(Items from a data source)
-----

//! mesh::linalg — small dense linear-algebra helpers for mesh geometry.
//!
//! Purpose
//! -------
//! Bridge `ndarray` matrices into `nalgebra` for inversion, and provide the
//! projection of a point onto an intersection of half-spaces used by
//! [`Constrained`](crate::mesh::constrained::Constrained).
//!
//! Conventions
//! -----------
//! - Matrices live in `ndarray` everywhere else in the crate; `nalgebra` is
//!   only touched inside [`invert`].
//! - The projection never fails: rows with zero norm cannot be projected on
//!   and are skipped, and the iteration is capped.
use nalgebra::DMatrix;
use ndarray::{Array1, Array2};

use crate::{
    evaluation::Pos,
    mesh::errors::{MeshError, MeshResult},
};

/// Default cap on Dykstra sweeps in [`project_halfspaces`].
pub const DEFAULT_MAX_SWEEPS: usize = 1000;

/// Default convergence tolerance for [`project_halfspaces`].
pub const DEFAULT_PROJECTION_TOL: f64 = 1e-12;

/// Invert a square matrix.
///
/// # Errors
/// - [`MeshError::BasisNotSquare`] if `m` is not square.
/// - [`MeshError::SingularBasis`] if `m` is singular or the inverse is not
///   finite.
pub fn invert(m: &Array2<f64>) -> MeshResult<Array2<f64>> {
    let (rows, cols) = m.dim();
    if rows != cols {
        return Err(MeshError::BasisNotSquare { rows, cols });
    }
    let mut m_nalg = DMatrix::<f64>::zeros(rows, cols);
    fill_dmatrix(m, &mut m_nalg);
    let inv = m_nalg.try_inverse().ok_or(MeshError::SingularBasis)?;
    if inv.iter().any(|v| !v.is_finite()) {
        return Err(MeshError::SingularBasis);
    }
    Ok(Array2::from_shape_fn((rows, cols), |(i, j)| inv[(i, j)]))
}

/// Copy an `ndarray` matrix into a preallocated `DMatrix` of the same shape.
fn fill_dmatrix(src: &Array2<f64>, dst: &mut DMatrix<f64>) {
    for ((i, j), &value) in src.indexed_iter() {
        dst[(i, j)] = value;
    }
}

/// Euclidean projection of `p` onto `{x : A x <= b}` via Dykstra's algorithm.
///
/// Each sweep projects onto every half-space `a_i · x <= b_i` in turn,
/// carrying Dykstra's correction terms so the limit is the nearest feasible
/// point rather than just some feasible point. Iteration stops once a sweep
/// moves the iterate by at most `tol` (max-norm) and every constraint holds
/// within `tol`, or after `max_sweeps` sweeps.
///
/// Callers must ensure `a.nrows() == b.len()` and `a.ncols() == p.len()`.
pub fn project_halfspaces(
    p: &Pos, a: &Array2<f64>, b: &Array1<f64>, max_sweeps: usize, tol: f64,
) -> Pos {
    let norms: Vec<f64> = a.rows().into_iter().map(|row| row.dot(&row)).collect();
    let mut x = p.clone();
    if is_feasible(&x, a, b, 0.0) {
        return x;
    }

    let mut corrections = Array2::<f64>::zeros((a.nrows(), p.len()));
    for _ in 0..max_sweeps {
        let prev = x.clone();
        for (i, &norm) in norms.iter().enumerate() {
            if !(norm > 0.0 && norm.is_finite()) {
                continue;
            }
            let row = a.row(i);
            let z = &x + &corrections.row(i);
            let violation = row.dot(&z) - b[i];
            let projected =
                if violation > 0.0 { &z - &(&row * (violation / norm)) } else { z.clone() };
            corrections.row_mut(i).assign(&(&z - &projected));
            x = projected;
        }
        let moved = (&x - &prev).iter().fold(0.0_f64, |acc, d| acc.max(d.abs()));
        if moved <= tol && is_feasible(&x, a, b, tol) {
            break;
        }
    }
    x
}

/// `true` when every constraint `a_i · x <= b_i + tol` holds.
pub fn is_feasible(x: &Pos, a: &Array2<f64>, b: &Array1<f64>, tol: f64) -> bool {
    a.dot(x).iter().zip(b.iter()).all(|(ax, bi)| *ax <= bi + tol)
}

-----

[Task to carry out]
For the records above, state how many lines contain the string "onto", with no added text.

[Response box]
3